Would you please give all the lines below again, exactly as they stand?

Collected data entries:
____
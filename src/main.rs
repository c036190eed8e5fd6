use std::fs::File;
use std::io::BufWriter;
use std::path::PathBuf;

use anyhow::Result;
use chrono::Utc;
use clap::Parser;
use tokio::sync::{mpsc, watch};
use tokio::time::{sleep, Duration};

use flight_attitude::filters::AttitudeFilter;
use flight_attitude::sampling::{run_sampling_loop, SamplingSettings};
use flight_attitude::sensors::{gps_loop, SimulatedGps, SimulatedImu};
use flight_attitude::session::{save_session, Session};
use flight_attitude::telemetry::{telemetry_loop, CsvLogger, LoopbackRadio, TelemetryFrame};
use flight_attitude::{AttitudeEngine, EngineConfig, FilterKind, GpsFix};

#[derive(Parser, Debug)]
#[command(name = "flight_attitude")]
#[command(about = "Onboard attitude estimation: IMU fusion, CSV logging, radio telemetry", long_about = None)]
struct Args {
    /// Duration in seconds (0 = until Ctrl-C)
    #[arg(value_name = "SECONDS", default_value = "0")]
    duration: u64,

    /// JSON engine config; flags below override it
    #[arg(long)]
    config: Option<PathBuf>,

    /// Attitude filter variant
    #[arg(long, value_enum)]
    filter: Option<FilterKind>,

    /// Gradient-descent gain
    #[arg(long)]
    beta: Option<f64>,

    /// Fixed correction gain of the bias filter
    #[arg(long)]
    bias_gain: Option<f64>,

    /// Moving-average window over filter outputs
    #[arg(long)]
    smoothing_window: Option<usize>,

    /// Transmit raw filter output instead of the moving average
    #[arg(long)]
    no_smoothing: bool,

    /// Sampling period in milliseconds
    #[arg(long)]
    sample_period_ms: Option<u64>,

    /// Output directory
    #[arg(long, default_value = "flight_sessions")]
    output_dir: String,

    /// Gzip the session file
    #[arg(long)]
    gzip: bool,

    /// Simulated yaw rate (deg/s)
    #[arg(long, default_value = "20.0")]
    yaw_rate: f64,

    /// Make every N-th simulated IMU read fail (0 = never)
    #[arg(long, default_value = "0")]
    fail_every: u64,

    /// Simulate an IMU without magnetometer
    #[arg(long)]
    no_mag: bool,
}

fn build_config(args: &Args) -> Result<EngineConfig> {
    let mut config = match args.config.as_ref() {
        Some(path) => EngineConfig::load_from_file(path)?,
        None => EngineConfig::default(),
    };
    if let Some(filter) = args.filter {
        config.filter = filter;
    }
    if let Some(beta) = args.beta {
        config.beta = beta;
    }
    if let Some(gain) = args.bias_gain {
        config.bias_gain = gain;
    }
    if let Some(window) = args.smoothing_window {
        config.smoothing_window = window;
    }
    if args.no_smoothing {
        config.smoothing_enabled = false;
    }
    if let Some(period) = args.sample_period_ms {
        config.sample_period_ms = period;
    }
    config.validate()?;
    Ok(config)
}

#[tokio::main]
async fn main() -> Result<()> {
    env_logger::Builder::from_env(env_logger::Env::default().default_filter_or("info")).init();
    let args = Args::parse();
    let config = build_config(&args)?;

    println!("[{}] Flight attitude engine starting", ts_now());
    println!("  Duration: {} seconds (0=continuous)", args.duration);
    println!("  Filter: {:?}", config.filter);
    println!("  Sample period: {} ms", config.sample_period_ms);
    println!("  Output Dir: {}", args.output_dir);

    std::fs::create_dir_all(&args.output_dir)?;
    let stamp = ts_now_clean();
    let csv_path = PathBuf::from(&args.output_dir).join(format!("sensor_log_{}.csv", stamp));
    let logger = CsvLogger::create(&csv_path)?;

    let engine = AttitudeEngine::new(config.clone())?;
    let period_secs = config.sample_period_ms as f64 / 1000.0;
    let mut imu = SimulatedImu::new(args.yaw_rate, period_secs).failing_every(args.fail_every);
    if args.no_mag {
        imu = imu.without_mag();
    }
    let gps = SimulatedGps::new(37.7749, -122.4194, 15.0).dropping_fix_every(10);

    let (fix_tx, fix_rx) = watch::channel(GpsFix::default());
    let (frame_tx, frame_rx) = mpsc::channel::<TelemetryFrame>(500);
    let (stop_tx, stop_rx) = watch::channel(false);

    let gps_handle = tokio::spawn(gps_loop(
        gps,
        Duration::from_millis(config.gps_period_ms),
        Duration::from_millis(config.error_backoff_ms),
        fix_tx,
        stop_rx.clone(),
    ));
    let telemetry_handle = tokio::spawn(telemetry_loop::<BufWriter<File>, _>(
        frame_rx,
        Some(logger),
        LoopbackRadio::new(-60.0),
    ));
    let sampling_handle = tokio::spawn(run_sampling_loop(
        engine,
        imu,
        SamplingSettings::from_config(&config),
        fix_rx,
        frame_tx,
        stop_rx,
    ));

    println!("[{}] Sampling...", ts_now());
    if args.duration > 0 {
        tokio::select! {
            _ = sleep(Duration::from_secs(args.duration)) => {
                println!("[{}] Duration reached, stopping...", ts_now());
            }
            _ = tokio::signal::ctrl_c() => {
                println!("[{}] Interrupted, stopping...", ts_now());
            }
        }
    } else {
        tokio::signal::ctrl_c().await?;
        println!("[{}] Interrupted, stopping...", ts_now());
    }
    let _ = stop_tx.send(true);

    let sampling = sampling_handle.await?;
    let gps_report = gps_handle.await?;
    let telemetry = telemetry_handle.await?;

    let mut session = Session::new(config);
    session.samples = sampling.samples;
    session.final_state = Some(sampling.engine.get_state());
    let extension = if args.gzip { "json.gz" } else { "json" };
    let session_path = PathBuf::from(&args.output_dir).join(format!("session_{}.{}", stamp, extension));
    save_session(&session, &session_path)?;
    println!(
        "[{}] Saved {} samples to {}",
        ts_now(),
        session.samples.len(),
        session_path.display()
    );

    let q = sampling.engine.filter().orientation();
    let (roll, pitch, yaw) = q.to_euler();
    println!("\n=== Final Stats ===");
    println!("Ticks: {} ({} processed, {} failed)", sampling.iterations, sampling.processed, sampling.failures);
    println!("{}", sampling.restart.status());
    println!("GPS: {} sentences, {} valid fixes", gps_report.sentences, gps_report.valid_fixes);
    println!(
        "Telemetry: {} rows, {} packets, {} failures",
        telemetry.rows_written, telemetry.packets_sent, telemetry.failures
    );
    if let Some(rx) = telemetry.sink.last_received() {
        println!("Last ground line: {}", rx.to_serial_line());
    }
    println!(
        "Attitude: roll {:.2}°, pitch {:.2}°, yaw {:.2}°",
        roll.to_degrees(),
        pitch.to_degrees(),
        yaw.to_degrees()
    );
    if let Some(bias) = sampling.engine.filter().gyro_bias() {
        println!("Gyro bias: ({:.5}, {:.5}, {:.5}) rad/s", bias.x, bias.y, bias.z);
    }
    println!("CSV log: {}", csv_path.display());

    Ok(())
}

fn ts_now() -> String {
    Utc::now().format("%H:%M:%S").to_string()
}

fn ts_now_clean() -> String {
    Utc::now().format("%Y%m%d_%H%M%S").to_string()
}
____
**YOUR SOLUTION**
filename src/main.rs
repository c036190eed8e5fd6
use std::fs::File;
use std::io::BufWriter;
use std::path::PathBuf;

use anyhow::Result;
use chrono::Utc;
use clap::Parser;
use tokio::sync::{mpsc, watch};
use tokio::time::{sleep, Duration};

use flight_attitude::filters::AttitudeFilter;
use flight_attitude::sampling::{run_sampling_loop, SamplingSettings};
use flight_attitude::sensors::{gps_loop, SimulatedGps, SimulatedImu};
use flight_attitude::session::{save_session, Session};
use flight_attitude::telemetry::{telemetry_loop, CsvLogger, LoopbackRadio, TelemetryFrame};
use flight_attitude::{AttitudeEngine, EngineConfig, FilterKind, GpsFix};

#[derive(Parser, Debug)]
#[command(name = "flight_attitude")]
#[command(about = "Onboard attitude estimation: IMU fusion, CSV logging, radio telemetry", long_about = None)]
struct Args {
    /// Duration in seconds (0 = until Ctrl-C)
    #[arg(value_name = "SECONDS", default_value = "0")]
    duration: u64,

    /// JSON engine config; flags below override it
    #[arg(long)]
    config: Option<PathBuf>,

    /// Attitude filter variant
    #[arg(long, value_enum)]
    filter: Option<FilterKind>,

    /// Gradient-descent gain
    #[arg(long)]
    beta: Option<f64>,

    /// Fixed correction gain of the bias filter
    #[arg(long)]
    bias_gain: Option<f64>,

    /// Moving-average window over filter outputs
    #[arg(long)]
    smoothing_window: Option<usize>,

    /// Transmit raw filter output instead of the moving average
    #[arg(long)]
    no_smoothing: bool,

    /// Sampling period in milliseconds
    #[arg(long)]
    sample_period_ms: Option<u64>,

    /// Output directory
    #[arg(long, default_value = "flight_sessions")]
    output_dir: String,

    /// Gzip the session file
    #[arg(long)]
    gzip: bool,

    /// Simulated yaw rate (deg/s)
    #[arg(long, default_value = "20.0")]
    yaw_rate: f64,

    /// Make every N-th simulated IMU read fail (0 = never)
    #[arg(long, default_value = "0")]
    fail_every: u64,

    /// Simulate an IMU without magnetometer
    #[arg(long)]
    no_mag: bool,
}

fn build_config(args: &Args) -> Result<EngineConfig> {
    let mut config = match args.config.as_ref() {
        Some(path) => EngineConfig::load_from_file(path)?,
        None => EngineConfig::default(),
    };
    if let Some(filter) = args.filter {
        config.filter = filter;
    }
    if let Some(beta) = args.beta {
        config.beta = beta;
    }
    if let Some(gain) = args.bias_gain {
        config.bias_gain = gain;
    }
    if let Some(window) = args.smoothing_window {
        config.smoothing_window = window;
    }
    if args.no_smoothing {
        config.smoothing_enabled = false;
    }
    if let Some(period) = args.sample_period_ms {
        config.sample_period_ms = period;
    }
    config.validate()?;
    Ok(config)
}

#[tokio::main]
async fn main() -> Result<()> {
    env_logger::Builder::from_env(env_logger::Env::default().default_filter_or("info")).init();
    let args = Args::parse();
    let config = build_config(&args)?;

    println!("[{}] Flight attitude engine starting", ts_now());
    println!("  Duration: {} seconds (0=continuous)", args.duration);
    println!("  Filter: {:?}", config.filter);
    println!("  Sample period: {} ms", config.sample_period_ms);
    println!("  Output Dir: {}", args.output_dir);

    std::fs::create_dir_all(&args.output_dir)?;
    let stamp = ts_now_clean();
    let csv_path = PathBuf::from(&args.output_dir).join(format!("sensor_log_{}.csv", stamp));
    let logger = CsvLogger::create(&csv_path)?;

    let engine = AttitudeEngine::new(config.clone())?;
    let period_secs = config.sample_period_ms as f64 / 1000.0;
    let mut imu = SimulatedImu::new(args.yaw_rate, period_secs).failing_every(args.fail_every);
    if args.no_mag {
        imu = imu.without_mag();
    }
    let gps = SimulatedGps::new(37.7749, -122.4194, 15.0).dropping_fix_every(10);

    let (fix_tx, fix_rx) = watch::channel(GpsFix::default());
    let (frame_tx, frame_rx) = mpsc::channel::<TelemetryFrame>(500);
    let (stop_tx, stop_rx) = watch::channel(false);

    let gps_handle = tokio::spawn(gps_loop(
        gps,
        Duration::from_millis(config.gps_period_ms),
        Duration::from_millis(config.error_backoff_ms),
        fix_tx,
        stop_rx.clone(),
    ));
    let telemetry_handle = tokio::spawn(telemetry_loop::<BufWriter<File>, _>(
        frame_rx,
        Some(logger),
        LoopbackRadio::new(-60.0),
    ));
    let sampling_handle = tokio::spawn(run_sampling_loop(
        engine,
        imu,
        SamplingSettings::from_config(&config),
        fix_rx,
        frame_tx,
        stop_rx,
    ));

    println!("[{}] Sampling...", ts_now());
    if args.duration > 0 {
        tokio::select! {
            _ = sleep(Duration::from_secs(args.duration)) => {
                println!("[{}] Duration reached, stopping...", ts_now());
            }
            _ = tokio::signal::ctrl_c() => {
                println!("[{}] Interrupted, stopping...", ts_now());
            }
        }
    } else {
        tokio::signal::ctrl_c().await?;
        println!("[{}] Interrupted, stopping...", ts_now());
    }
    let _ = stop_tx.send(true);

    let sampling = sampling_handle.await?;
    let gps_report = gps_handle.await?;
    let telemetry = telemetry_handle.await?;

    let mut session = Session::new(config);
    session.samples = sampling.samples;
    session.final_state = Some(sampling.engine.get_state());
    let extension = if args.gzip { "json.gz" } else { "json" };
    let session_path = PathBuf::from(&args.output_dir).join(format!("session_{}.{}", stamp, extension));
    save_session(&session, &session_path)?;
    println!(
        "[{}] Saved {} samples to {}",
        ts_now(),
        session.samples.len(),
        session_path.display()
    );

    let q = sampling.engine.filter().orientation();
    let (roll, pitch, yaw) = q.to_euler();
    println!("\n=== Final Stats ===");
    println!("Ticks: {} ({} processed, {} failed)", sampling.iterations, sampling.processed, sampling.failures);
    println!("{}", sampling.restart.status());
    println!("GPS: {} sentences, {} valid fixes", gps_report.sentences, gps_report.valid_fixes);
    println!(
        "Telemetry: {} rows, {} packets, {} failures",
        telemetry.rows_written, telemetry.packets_sent, telemetry.failures
    );
    if let Some(rx) = telemetry.sink.last_received() {
        println!("Last ground line: {}", rx.to_serial_line());
    }
    println!(
        "Attitude: roll {:.2}°, pitch {:.2}°, yaw {:.2}°",
        roll.to_degrees(),
        pitch.to_degrees(),
        yaw.to_degrees()
    );
    if let Some(bias) = sampling.engine.filter().gyro_bias() {
        println!("Gyro bias: ({:.5}, {:.5}, {:.5}) rad/s", bias.x, bias.y, bias.z);
    }
    println!("CSV log: {}", csv_path.display());

    Ok(())
}

fn ts_now() -> String {
    Utc::now().format("%H:%M:%S").to_string()
}

fn ts_now_clean() -> String {
    Utc::now().format("%Y%m%d_%H%M%S").to_string()
}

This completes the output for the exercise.